Röportaj / Kardelen BUĞDAY

‘Yakından Geçen Şiddet Öyküleri’, Yakın Kitabevi’nde altı yıldır yapılan atölye çalışmalarının sonunda okuyucu ile buluşan ikinci kitap. Kitapta 9’u atölye çalışmalarına katılanlar olmak üzere 17 yazarın öyküsü bulunuyor. Konuk yazarlar arasında Nilüfer Açıkalın, Mehmet Fırat Pürselim, Altay Öktem gibi yazarlar da var. Atölye çalışmalarına katılanlar 2018 yılında ilk kez ‘Yakından Geçen Mülteci Öyküler’ ismiyle ve mültecilik kavramını işleyen öykülerle okuyucu karşısına çıktı. Her iki kitap da yazar Handan Gökçek ile yapılan atölye çalışmalarında yazılan öykülerden oluşuyor. ‘Yakından Geçen Şiddet Öyküleri’ Kasım ayında raflardaki yerini aldı. Ancak çalışmaları pandemi öncesine dayanıyor. Pandemi tüm dünyada olduğu gibi ülkemizde de pek çok sektörü derinden etkiledi. Pandeminin ülkede kendini göstermesi ve vakaların artmasıyla birlikte ‘Yakından Geçen Şiddet Öyküleri’ matbaada beklemeye alınmış. Bunun dışında artan kağıt fiyatlarının ve baskı maliyetlerinin de etkisi var. Atölye çalışmalarını yürüten ve kitabın derleyeni olan Handan Gökçek, ‘Şiddet kavramı üzerine öyküler yazdık, biz de pandeminin ve ekonominin şiddetine uğradık ama en sonunda kitabımız çıktı’ diyor. Yakın Kitabevi’nde bir araya geldiğimiz Handan Gökçek ile ‘Yakından Geçen Şiddet Öyküleri’ni ve şiddet kavramını konuştuk. Bize, kitapta öyküleri bulunan ressam Bahar Akgün ve edebiyat öğretmeni Şule Akseki de eşlik etti.
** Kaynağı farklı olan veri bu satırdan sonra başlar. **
use criterion::{black_box, criterion_group, criterion_main, Criterion};

use strata_blocks::BlockRegistry;
use strata_chunk::{ChunkCoord, PaletteChunk};
use strata_mesh_cpu::{build_chunk_mesh, compute_connected_faces, FloodScratch, MeshBuild};
use strata_world::{GenParams, GenVariant, Generator};

fn terrain_chunk() -> PaletteChunk {
    let params = GenParams {
        scale: [0.04, 1.0, 0.04],
        offset2: 0.4,
        scale2: 12.0,
        ..GenParams::default()
    };
    let gen = Generator::new(GenVariant::Simplex2d, params, 1337);
    let mut ctx = gen.make_ctx();
    let coord = ChunkCoord::new(0, 0, 0);
    let mut chunk = PaletteChunk::unloaded(coord);
    gen.fill_chunk(&mut ctx, coord, &mut chunk).unwrap();
    chunk
}

fn bench_build_chunk_mesh(c: &mut Criterion) {
    let mut group = c.benchmark_group("build_chunk_mesh");
    let reg = BlockRegistry::with_defaults();
    let chunk = terrain_chunk();
    let neighbors: [Option<&PaletteChunk>; 6] = [None; 6];
    let mut out = MeshBuild::default();
    group.bench_function("simplex2d_16x16x16", |b| {
        b.iter(|| {
            build_chunk_mesh(&chunk, &neighbors, &reg, true, &mut out);
            black_box(out.index_count());
        })
    });
    group.finish();
}

fn bench_connected_faces(c: &mut Criterion) {
    let mut group = c.benchmark_group("compute_connected_faces");
    let reg = BlockRegistry::with_defaults();
    let chunk = terrain_chunk();
    let mut scratch = FloodScratch::new();
    group.bench_function("simplex2d_16x16x16", |b| {
        b.iter(|| {
            let mask = compute_connected_faces(&chunk, &reg, &mut scratch);
            black_box(mask);
        })
    });
    group.finish();
}

criterion_group!(benches, bench_build_chunk_mesh, bench_connected_faces);
criterion_main!(benches);
use hashbrown::HashMap;
use strata_blocks::BlockId;

use crate::coord::ChunkCoord;
use crate::face::Face;
use crate::palette::PaletteChunk;

/// Associative store of chunks keyed by chunk coordinate.
///
/// Mutations happen on the orchestrator context at checkpoints; workers only
/// ever see copies of chunk contents.
#[derive(Default)]
pub struct ChunkStore {
    map: HashMap<ChunkCoord, PaletteChunk>,
}

impl ChunkStore {
    pub fn new() -> Self {
        Self {
            map: HashMap::new(),
        }
    }

    #[inline]
    pub fn get(&self, coord: ChunkCoord) -> Option<&PaletteChunk> {
        self.map.get(&coord)
    }

    #[inline]
    pub fn get_mut(&mut self, coord: ChunkCoord) -> Option<&mut PaletteChunk> {
        self.map.get_mut(&coord)
    }

    /// Insert-or-get: the chunk record, created unloaded on first reference.
    pub fn get_or_insert_unloaded(&mut self, coord: ChunkCoord) -> &mut PaletteChunk {
        self.map
            .entry(coord)
            .or_insert_with(|| PaletteChunk::unloaded(coord))
    }

    pub fn remove(&mut self, coord: ChunkCoord) -> Option<PaletteChunk> {
        self.map.remove(&coord)
    }

    #[inline]
    pub fn contains(&self, coord: ChunkCoord) -> bool {
        self.map.contains_key(&coord)
    }

    pub fn iter(&self) -> impl Iterator<Item = (&ChunkCoord, &PaletteChunk)> {
        self.map.iter()
    }

    pub fn iter_mut(&mut self) -> impl Iterator<Item = (&ChunkCoord, &mut PaletteChunk)> {
        self.map.iter_mut()
    }

    pub fn coords(&self) -> impl Iterator<Item = ChunkCoord> + '_ {
        self.map.keys().copied()
    }

    #[inline]
    pub fn len(&self) -> usize {
        self.map.len()
    }

    #[inline]
    pub fn is_empty(&self) -> bool {
        self.map.is_empty()
    }

    /// Block type at a world block coordinate; `None` when the containing
    /// chunk is absent or unloaded.
    pub fn block_at(&self, wx: i32, wy: i32, wz: i32) -> Option<BlockId> {
        let coord = ChunkCoord::containing(wx, wy, wz);
        let chunk = self.map.get(&coord)?;
        if !chunk.is_loaded() {
            return None;
        }
        let (lx, ly, lz) = coord.local_of(wx, wy, wz);
        Some(chunk.get_block(lx, ly, lz))
    }

    /// The six axis neighbors of a chunk, in face order.
    pub fn neighbor_refs(&self, coord: ChunkCoord) -> [Option<&PaletteChunk>; 6] {
        let mut out = [None; 6];
        for (i, face) in Face::ALL.into_iter().enumerate() {
            out[i] = self.map.get(&coord.neighbor(face));
        }
        out
    }
}
use fastnoise_lite::{FastNoiseLite, NoiseType};
use serde::Deserialize;
use thiserror::Error;

use strata_chunk::CHUNK_VOLUME;

#[derive(Clone, Copy, Debug, PartialEq, Eq, Deserialize)]
#[serde(rename_all = "snake_case")]
pub enum GenVariant {
    Flat,
    Plane,
    Simplex2d,
    Perlin2d,
    Simplex3d,
    Perlin3d,
    CustomTerrain,
}

impl GenVariant {
    /// Every variant has a kernel; `CustomTerrain` exists only there.
    #[inline]
    pub fn gpu_supported(self) -> bool {
        true
    }

    #[inline]
    pub fn cpu_supported(self) -> bool {
        !matches!(self, GenVariant::CustomTerrain)
    }

    /// Kernel-name selector for the dispatch collaborator.
    pub fn kernel_name(self) -> &'static str {
        match self {
            GenVariant::Flat => "terrain_flat",
            GenVariant::Plane => "terrain_plane",
            GenVariant::Simplex2d => "terrain_simplex2d",
            GenVariant::Perlin2d => "terrain_perlin2d",
            GenVariant::Simplex3d => "terrain_simplex3d",
            GenVariant::Perlin3d => "terrain_perlin3d",
            GenVariant::CustomTerrain => "terrain_custom",
        }
    }
}

/// Shared generator factors: two vector factors applied to sample
/// coordinates and two scalar factors applied to the noise value.
#[derive(Clone, Copy, Debug, PartialEq, Deserialize)]
#[serde(default)]
pub struct GenParams {
    pub offset: [f32; 3],
    pub scale: [f32; 3],
    pub offset2: f32,
    pub scale2: f32,
}

impl Default for GenParams {
    fn default() -> Self {
        Self {
            offset: [0.0; 3],
            scale: [1.0; 3],
            offset2: 0.0,
            scale2: 1.0,
        }
    }
}

#[derive(Clone, Copy, Debug, Deserialize)]
pub struct GeneratorConfig {
    pub variant: GenVariant,
    #[serde(default)]
    pub params: GenParams,
    #[serde(default)]
    pub seed: i32,
}

#[derive(Debug, Error)]
pub enum GenError {
    #[error("generator variant {0:?} is gpu-only and cannot run on the cpu")]
    GpuOnlyVariant(GenVariant),
    #[error("generation cancelled")]
    Cancelled,
    #[error("terrain kernel dispatch failed: {0}")]
    Kernel(String),
    #[error("kernel readback size mismatch: expected {expected} bytes, got {actual}")]
    ReadbackSize { expected: usize, actual: usize },
}

/// Immutable generator description shared by every worker during a pass.
#[derive(Clone, Debug)]
pub struct Generator {
    pub variant: GenVariant,
    pub params: GenParams,
    pub seed: i32,
}

impl Generator {
    pub fn new(variant: GenVariant, params: GenParams, seed: i32) -> Self {
        Self {
            variant,
            params,
            seed,
        }
    }

    pub fn from_config(cfg: &GeneratorConfig) -> Self {
        Self::new(cfg.variant, cfg.params, cfg.seed)
    }

    /// Per-worker sampling context. Noise instances are seeded here so the
    /// same seed always reproduces the same field, on any thread.
    pub fn make_ctx(&self) -> GenCtx {
        let noise = match self.variant {
            GenVariant::Simplex2d | GenVariant::Simplex3d => {
                let mut n = FastNoiseLite::with_seed(self.seed);
                n.set_noise_type(Some(NoiseType::OpenSimplex2));
                n.set_frequency(Some(1.0));
                Some(n)
            }
            GenVariant::Perlin2d | GenVariant::Perlin3d => {
                let mut n = FastNoiseLite::with_seed(self.seed);
                n.set_noise_type(Some(NoiseType::Perlin));
                n.set_frequency(Some(1.0));
                Some(n)
            }
            GenVariant::Flat | GenVariant::Plane | GenVariant::CustomTerrain => None,
        };
        GenCtx {
            noise,
            scratch: vec![0u8; CHUNK_VOLUME],
        }
    }
}

/// Reusable per-worker scratch: the seeded noise instance plus the dense
/// fill buffer.
pub struct GenCtx {
    pub(crate) noise: Option<FastNoiseLite>,
    pub scratch: Vec<u8>,
}
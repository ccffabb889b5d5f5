pub mod app;
pub mod cli;
pub mod domain;
pub mod infra;

pub fn init(verbosity: u8) {
    infra::logging::init(verbosity);
}
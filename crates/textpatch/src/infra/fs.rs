//! UTF-8 files on disk as patchable text resources.

use std::fs;
use std::io::{self, Write};
use std::path::{Path, PathBuf};

use tempfile::NamedTempFile;
use time::OffsetDateTime;
use time::macros::format_description;

use crate::domain::errors::PatchError;
use crate::domain::resource::TextResource;

/// How a [`FileResource`] persists new content.
#[derive(Debug, Clone, PartialEq, Eq)]
pub struct WriteOptions {
    /// Write to a sibling temporary file and rename it over the target.
    pub atomic: bool,
    /// Copy the original bytes aside before overwriting.
    pub backup: bool,
    /// Extension appended to backup copies.
    pub backup_suffix: String,
}

impl Default for WriteOptions {
    fn default() -> Self {
        Self {
            atomic: true,
            backup: false,
            backup_suffix: "bak".into(),
        }
    }
}

/// A file read and written as strict UTF-8.
#[derive(Debug, Clone)]
pub struct FileResource {
    path: PathBuf,
    options: WriteOptions,
    backup: Option<PathBuf>,
}

impl FileResource {
    pub fn new(path: impl Into<PathBuf>) -> Self {
        Self::with_options(path, WriteOptions::default())
    }

    pub fn with_options(path: impl Into<PathBuf>, options: WriteOptions) -> Self {
        Self {
            path: path.into(),
            options,
            backup: None,
        }
    }

    fn ensure_writable(&self, target: &Path) -> Result<fs::Permissions, PatchError> {
        let metadata = fs::metadata(target).map_err(|err| self.io_error(err))?;
        let permissions = metadata.permissions();
        if permissions.readonly() {
            return Err(PatchError::PermissionDenied {
                path: self.path.clone(),
                source: io::Error::new(io::ErrorKind::PermissionDenied, "file is read-only"),
            });
        }
        Ok(permissions)
    }

    /// Staging and rename happen next to `target`, the resolved file, so a
    /// symlinked path keeps pointing at the patched file.
    fn write_atomic(
        &self,
        target: &Path,
        text: &str,
        permissions: fs::Permissions,
    ) -> Result<(), PatchError> {
        let dir = target
            .parent()
            .filter(|parent| !parent.as_os_str().is_empty())
            .unwrap_or_else(|| Path::new("."));

        let mut staged = NamedTempFile::new_in(dir).map_err(|err| self.io_error(err))?;
        staged
            .write_all(text.as_bytes())
            .and_then(|_| staged.as_file().sync_all())
            .and_then(|_| staged.as_file().set_permissions(permissions))
            .map_err(|err| self.io_error(err))?;
        staged
            .persist(target)
            .map_err(|err| self.io_error(err.error))?;
        Ok(())
    }

    fn take_backup(&mut self, target: &Path) -> Result<(), PatchError> {
        let backup = backup_path_for(target, &self.options.backup_suffix);
        fs::copy(target, &backup).map_err(|err| PatchError::from_io(&backup, err))?;
        tracing::info!(
            path = %self.path.display(),
            backup = %backup.display(),
            "saved backup of original"
        );
        self.backup = Some(backup);
        Ok(())
    }

    fn io_error(&self, err: io::Error) -> PatchError {
        PatchError::from_io(&self.path, err)
    }
}

impl TextResource for FileResource {
    fn location(&self) -> &Path {
        &self.path
    }

    fn read_text(&mut self) -> Result<String, PatchError> {
        let bytes = fs::read(&self.path).map_err(|err| self.io_error(err))?;
        String::from_utf8(bytes).map_err(|err| PatchError::Encoding {
            path: self.path.clone(),
            offset: err.utf8_error().valid_up_to(),
        })
    }

    fn write_text(&mut self, text: &str) -> Result<(), PatchError> {
        let target = fs::canonicalize(&self.path).map_err(|err| self.io_error(err))?;
        let permissions = self.ensure_writable(&target)?;
        if self.options.backup {
            self.take_backup(&target)?;
        }
        if self.options.atomic {
            self.write_atomic(&target, text, permissions)
        } else {
            fs::write(&target, text).map_err(|err| self.io_error(err))
        }
    }

    fn backup_path(&self) -> Option<&Path> {
        self.backup.as_deref()
    }
}

/// Pick `<name>.<timestamp>.<suffix>` next to `path`, avoiding existing files.
fn backup_path_for(path: &Path, suffix: &str) -> PathBuf {
    let stamp = OffsetDateTime::now_utc()
        .format(format_description!(
            "[year][month][day]T[hour][minute][second]"
        ))
        .unwrap_or_else(|_| "backup".into());
    let name = path
        .file_name()
        .map(|name| name.to_string_lossy().into_owned())
        .unwrap_or_else(|| "file".into());

    let mut candidate = path.with_file_name(format!("{name}.{stamp}.{suffix}"));
    let mut counter = 1;
    while candidate.exists() {
        candidate = path.with_file_name(format!("{name}.{stamp}-{counter}.{suffix}"));
        counter += 1;
    }
    candidate
}
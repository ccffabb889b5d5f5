//! Infrastructure adapters for the filesystem, configuration, and logging.

pub mod config;
pub mod fs;
pub mod logging;
pub mod memory;
//! Tracing subscriber setup.

use tracing_subscriber::EnvFilter;

const LOG_ENV: &str = "TEXTPATCH_LOG";

/// Install the global subscriber. `verbosity` counts `-v` flags and only
/// applies when `TEXTPATCH_LOG` is unset. Repeated calls are no-ops.
pub fn init(verbosity: u8) {
    let default_level = match verbosity {
        0 => "warn",
        1 => "info",
        2 => "debug",
        _ => "trace",
    };
    let filter =
        EnvFilter::try_from_env(LOG_ENV).unwrap_or_else(|_| EnvFilter::new(default_level));

    let _ = tracing_subscriber::fmt()
        .with_env_filter(filter)
        .with_writer(std::io::stderr)
        .with_target(false)
        .try_init();
}
use clap::Parser;

fn main() -> anyhow::Result<()> {
    let cli = textpatch::cli::Cli::parse();
    textpatch::init(cli.verbose);

    textpatch::cli::run(cli)
}
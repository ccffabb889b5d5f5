//! Console rendering of patch results.

use anyhow::{Context, Result};
use similar::TextDiff;

use crate::app::patch::PatchReport;
use crate::domain::model::PatchOutcome;

pub const SUCCESS_MESSAGE: &str = "Replacement completed successfully!";
pub const NO_MATCH_MESSAGE: &str = "No occurrences found; file left unchanged";
pub const UP_TO_DATE_MESSAGE: &str = "Already up to date; replacement matches existing text";

/// One human-readable line describing `outcome`.
///
/// A no-match never renders [`SUCCESS_MESSAGE`].
pub fn render_summary(outcome: &PatchOutcome) -> String {
    let path = outcome.path.display();
    let count = occurrences_label(outcome.occurrences);
    if !outcome.replaced() {
        return format!("{NO_MATCH_MESSAGE}: {path}");
    }
    if outcome.dry_run {
        return format!("Dry run: would replace {count} in {path}");
    }
    if !outcome.written {
        return format!("{UP_TO_DATE_MESSAGE} ({count} in {path})");
    }
    let mut line = format!("{SUCCESS_MESSAGE} ({count} in {path})");
    if let Some(backup) = &outcome.backup {
        line.push_str(&format!("; original saved to {}", backup.display()));
    }
    line
}

/// Unified diff between the text before and after substitution.
pub fn render_diff(report: &PatchReport) -> String {
    let path = report.outcome.path.display().to_string();
    TextDiff::from_lines(report.before.as_str(), report.after.as_str())
        .unified_diff()
        .context_radius(3)
        .header(&format!("a/{path}"), &format!("b/{path}"))
        .to_string()
}

/// Machine-readable single-line rendering of `outcome`.
pub fn render_json(outcome: &PatchOutcome) -> Result<String> {
    serde_json::to_string(outcome).context("failed to serialize patch outcome")
}

fn occurrences_label(count: usize) -> String {
    if count == 1 {
        "1 occurrence".into()
    } else {
        format!("{count} occurrences")
    }
}
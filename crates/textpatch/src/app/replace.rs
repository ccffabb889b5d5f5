//! Literal substring replacement.

use crate::domain::errors::PatchError;
use crate::domain::model::ReplaceMode;

/// Text produced by [`replace_literal`] and how many needles it rewrote.
#[derive(Debug, Clone, PartialEq, Eq)]
pub struct Replaced {
    pub text: String,
    pub occurrences: usize,
}

/// Replace literal occurrences of `needle` in `text`.
///
/// Matching is byte-exact and non-overlapping, scanning left to right. No
/// pattern syntax is interpreted in either `needle` or `replacement`.
pub fn replace_literal(
    text: &str,
    needle: &str,
    replacement: &str,
    mode: ReplaceMode,
) -> Result<Replaced, PatchError> {
    if needle.is_empty() {
        return Err(PatchError::EmptyNeedle);
    }

    let limit = match mode {
        ReplaceMode::First => 1,
        ReplaceMode::All => usize::MAX,
    };

    let mut out = String::with_capacity(text.len());
    let mut last = 0;
    let mut occurrences = 0;
    for (start, matched) in text.match_indices(needle).take(limit) {
        out.push_str(&text[last..start]);
        out.push_str(replacement);
        last = start + matched.len();
        occurrences += 1;
    }
    out.push_str(&text[last..]);

    Ok(Replaced {
        text: out,
        occurrences,
    })
}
GÜNCEL KONULARA YOĞUNLAŞTIK

İlk olarak, Handan Hanım ile Yakın Kitabevi’nde yapılan atölye çalışmaları ve bu çalışmaların sonunda çıkan kitaplar hakkında konuştuk. Atölye çalışmalarının uzun süredir devam ettiğini, her atölyede seçilen bir konu üzerine çalışmalar yaptıklarını, atölyede öğrenilen yazım teknikleriyle bu konu üzerine öyküler yazıldığını söyledi. ‘Yakından Geçen Şiddet Öyküleri’nin iki senelik bir çalışmaya dayandığını anlatan Handan Hanım, “Bizim iki senelik bir atölye çalışmamız oldu. Daha çok kurmaca yazarlığı üzerine bir atölye çalışmasıydı. Tabii kısalığından dolayı öyküler üzerine biraz daha yoğunlaştık. Arkadaşlarımla öyküler yazdık hemen hemen her konuda… Birçok kavramı işledik. Yakın Kitabevi ile yürüttüğümüz bu atölye çalışmasında hep şu düşünce vardı; 'Atölye bitiyor da sessiz sedasız bitmesin’. Arkadaşlar da emek veriyorlar. Bir kitapla mı bitirsek acaba mı diye konuştuk Levent (Levent Salıcı-Yakın Kitabevi ve Yayınevi kurucusu) ile… Levent de ‘neden olmasın’ dedi” diyor.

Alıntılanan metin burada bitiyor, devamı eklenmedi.